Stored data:
========

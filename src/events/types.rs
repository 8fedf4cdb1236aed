//! Wire shapes sent by the browser client.
//!
//! Every event that can be parsed is declared here explicitly; anything else
//! is rejected at deserialization.

use serde::{Deserialize, Serialize};
use thiserror::Error;

use crate::{
    error::Error,
    models::{Dimension, PartialRecord, Record},
    session::SessionController,
};

#[derive(Debug, Clone, Deserialize, PartialEq, Eq)]
#[serde(tag = "eventType", rename_all = "camelCase")]
pub enum Event {
    NewSession(NewSessionRequest),
    WindowResize(ResizePageEvent),
    CopyAndPaste(CopyAndPasteEvent),
    TimeTaken(TimeTakenEvent),
    EndSession(EndSessionRequest),
}

#[derive(Debug, Clone, Deserialize, PartialEq, Eq)]
pub struct NewSessionRequest {
    #[serde(rename = "websiteURL")]
    pub website_url: String,
}

#[derive(Debug, Clone, Deserialize, PartialEq, Eq)]
pub struct ResizePageEvent {
    #[serde(rename = "websiteURL")]
    pub website_url: String,
    #[serde(rename = "sessionID")]
    pub session_id: String,
    #[serde(rename = "resizeFrom", default)]
    pub resize_from: Dimension,
    #[serde(rename = "resizeTo", default)]
    pub resize_to: Dimension,
}

#[derive(Debug, Clone, Deserialize, PartialEq, Eq)]
pub struct CopyAndPasteEvent {
    #[serde(rename = "websiteURL")]
    pub website_url: String,
    #[serde(rename = "sessionID")]
    pub session_id: String,
    #[serde(rename = "inputID")]
    pub input_id: String,
}

#[derive(Debug, Clone, Deserialize, PartialEq, Eq)]
pub struct TimeTakenEvent {
    #[serde(rename = "websiteURL")]
    pub website_url: String,
    #[serde(rename = "sessionID")]
    pub session_id: String,
    #[serde(rename = "timeSeconds", alias = "time")]
    pub time_seconds: i64,
}

#[derive(Debug, Clone, Deserialize, PartialEq, Eq)]
pub struct EndSessionRequest {
    #[serde(rename = "websiteURL")]
    pub website_url: String,
    #[serde(rename = "sessionID")]
    pub session_id: String,
}

#[derive(Debug, Clone, Serialize, PartialEq, Eq)]
#[serde(tag = "kind", rename_all = "camelCase")]
pub enum Response {
    Session {
        #[serde(rename = "sessionID")]
        session_id: String,
    },
    Record {
        record: Record,
    },
    Ended {
        record: Record,
    },
}

#[derive(Debug, Error)]
pub enum EventError {
    #[error("Malformed request body: {0}")]
    Malformed(String),

    #[error("Invalid URL: {0}")]
    InvalidUrl(String),

    #[error("Invalid event: {0}")]
    Invalid(String),

    #[error(transparent)]
    Session(#[from] Error),

    #[error("Internal Server Error: {0}")]
    Internal(String),
}

impl EventError {
    /// HTTP-style status class for the failure.
    pub fn status(&self) -> u16 {
        match self {
            EventError::Malformed(_) | EventError::InvalidUrl(_) | EventError::Invalid(_) => 400,
            EventError::Session(err) if !err.is_client_error() => 500,
            EventError::Session(Error::NotFound { .. }) => 404,
            EventError::Session(Error::AlreadyExists { .. }) => 409,
            EventError::Session(_) => 400,
            EventError::Internal(_) => 500,
        }
    }
}

fn require_session(
    controller: &SessionController,
    website_url: &str,
    session_id: &str,
) -> Result<(), EventError> {
    if controller.contains(website_url, session_id) {
        Ok(())
    } else {
        Err(Error::NotFound {
            website_url: website_url.to_string(),
            session_id: session_id.to_string(),
        }
        .into())
    }
}

impl NewSessionRequest {
    pub fn validate(&self) -> Result<(), EventError> {
        url::Url::parse(&self.website_url)
            .map(|_| ())
            .map_err(|err| EventError::InvalidUrl(format!("{}: {err}", self.website_url)))
    }
}

impl ResizePageEvent {
    pub fn validate(&self, controller: &SessionController) -> Result<PartialRecord, EventError> {
        require_session(controller, &self.website_url, &self.session_id)?;
        if !self.resize_from.is_complete() || !self.resize_to.is_complete() {
            return Err(EventError::Invalid(
                "resize needs width and height on both ends".into(),
            ));
        }
        Ok(PartialRecord::resize(
            self.resize_from.clone(),
            self.resize_to.clone(),
        ))
    }
}

impl CopyAndPasteEvent {
    pub fn validate(&self, controller: &SessionController) -> Result<PartialRecord, EventError> {
        require_session(controller, &self.website_url, &self.session_id)?;
        if self.input_id.is_empty() {
            return Err(EventError::Invalid("inputID must not be empty".into()));
        }
        Ok(PartialRecord::copy_paste([self.input_id.clone()]))
    }
}

impl TimeTakenEvent {
    pub fn validate(&self, controller: &SessionController) -> Result<PartialRecord, EventError> {
        require_session(controller, &self.website_url, &self.session_id)?;
        let secs = u64::try_from(self.time_seconds).map_err(|_| {
            EventError::Invalid(format!("time taken {} is negative", self.time_seconds))
        })?;
        Ok(PartialRecord::form_completion(secs))
    }
}

#[cfg(test)]
mod tests {
    use super::*;
    use crate::{session::SessionIdAllocator, store::KeyedStore};
    use std::sync::Arc;

    fn controller_with_session(url: &str, session: &str) -> SessionController {
        let store = Arc::new(KeyedStore::new());
        store.create(url, session);
        SessionController::new(store, Arc::new(SessionIdAllocator::default()))
    }

    #[test]
    fn parses_client_payloads() {
        let event: Event = serde_json::from_str(
            r#"{"eventType":"windowResize","websiteURL":"https://a.com","sessionID":"1",
                "resizeFrom":{"width":"100","height":"200"},"resizeTo":{"width":"101","height":"201"}}"#,
        )
        .unwrap();
        assert_eq!(
            event,
            Event::WindowResize(ResizePageEvent {
                website_url: "https://a.com".into(),
                session_id: "1".into(),
                resize_from: Dimension::new("100", "200"),
                resize_to: Dimension::new("101", "201"),
            })
        );

        let event: Event = serde_json::from_str(
            r#"{"eventType":"timeTaken","websiteURL":"https://a.com","sessionID":"1","timeSeconds":12}"#,
        )
        .unwrap();
        assert!(matches!(event, Event::TimeTaken(TimeTakenEvent { time_seconds: 12, .. })));

        let event: Event = serde_json::from_str(
            r#"{"eventType":"copyAndPaste","websiteURL":"https://a.com","sessionID":"1","inputID":"cardNumber"}"#,
        )
        .unwrap();
        assert!(matches!(event, Event::CopyAndPaste(_)));
    }

    #[test]
    fn rejects_undeclared_event_types() {
        let result: Result<Event, _> =
            serde_json::from_str(r#"{"eventType":"scroll","websiteURL":"https://a.com"}"#);
        assert!(result.is_err());
    }

    #[test]
    fn copy_paste_for_existing_session_is_valid() {
        let controller = controller_with_session("https://www.website1.com", "validSession1");
        let event = CopyAndPasteEvent {
            website_url: "https://www.website1.com".into(),
            session_id: "validSession1".into(),
            input_id: "cardNumber".into(),
        };
        let partial = event.validate(&controller).unwrap();
        assert!(partial.copy_paste_fields.contains("cardNumber"));
    }

    #[test]
    fn events_for_unknown_sessions_are_not_found() {
        let controller = controller_with_session("https://www.website1.com", "validSession1");
        let event = CopyAndPasteEvent {
            website_url: "https://www.website2.com".into(),
            session_id: "noSession2".into(),
            input_id: "cardNumber".into(),
        };
        let err = event.validate(&controller).unwrap_err();
        assert_eq!(err.status(), 404);
    }

    #[test]
    fn resize_needs_all_dimensions() {
        let controller = controller_with_session("https://www.website3.com", "validSession3");
        let mut event = ResizePageEvent {
            website_url: "https://www.website3.com".into(),
            session_id: "validSession3".into(),
            resize_from: Dimension::new("100", "200"),
            resize_to: Dimension::new("101", "201"),
        };
        assert!(event.validate(&controller).unwrap().complete_resize().is_some());

        event.resize_to = Dimension::default();
        let err = event.validate(&controller).unwrap_err();
        assert_eq!(err.status(), 400);
    }

    #[test]
    fn negative_time_taken_is_invalid() {
        let controller = controller_with_session("https://www.website5.com", "validSession5");
        let mut event = TimeTakenEvent {
            website_url: "https://www.website5.com".into(),
            session_id: "validSession5".into(),
            time_seconds: 10,
        };
        assert_eq!(
            event.validate(&controller).unwrap().form_completion_time_secs,
            10
        );

        event.time_seconds = -1;
        assert!(matches!(
            event.validate(&controller),
            Err(EventError::Invalid(_))
        ));
    }

    #[test]
    fn new_session_needs_a_parseable_url() {
        let ok = NewSessionRequest {
            website_url: "https://www.website.com/checkout".into(),
        };
        assert!(ok.validate().is_ok());

        let bad = NewSessionRequest {
            website_url: "not a url".into(),
        };
        assert_eq!(bad.validate().unwrap_err().status(), 400);
    }

    #[test]
    fn store_failures_map_to_status_classes() {
        let timeout = EventError::from(Error::AllocationTimeout(std::time::Duration::from_secs(5)));
        assert_eq!(timeout.status(), 500);

        let missing = EventError::from(Error::NotFound {
            website_url: "https://a.com".into(),
            session_id: "1".into(),
        });
        assert_eq!(missing.status(), 404);

        let taken = EventError::from(Error::AlreadyExists {
            website_url: "https://a.com".into(),
            session_id: "1".into(),
        });
        assert_eq!(taken.status(), 409);

        let invalid = EventError::from(Error::InvalidArgument("missing partial record".into()));
        assert_eq!(invalid.status(), 400);
    }
}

========

WHAT NEEDS TO BE DONE
Throughout the data above, count the lines in which the word "struct" occurs; supply the number alone.

SOLUTION TO THIS TASK
5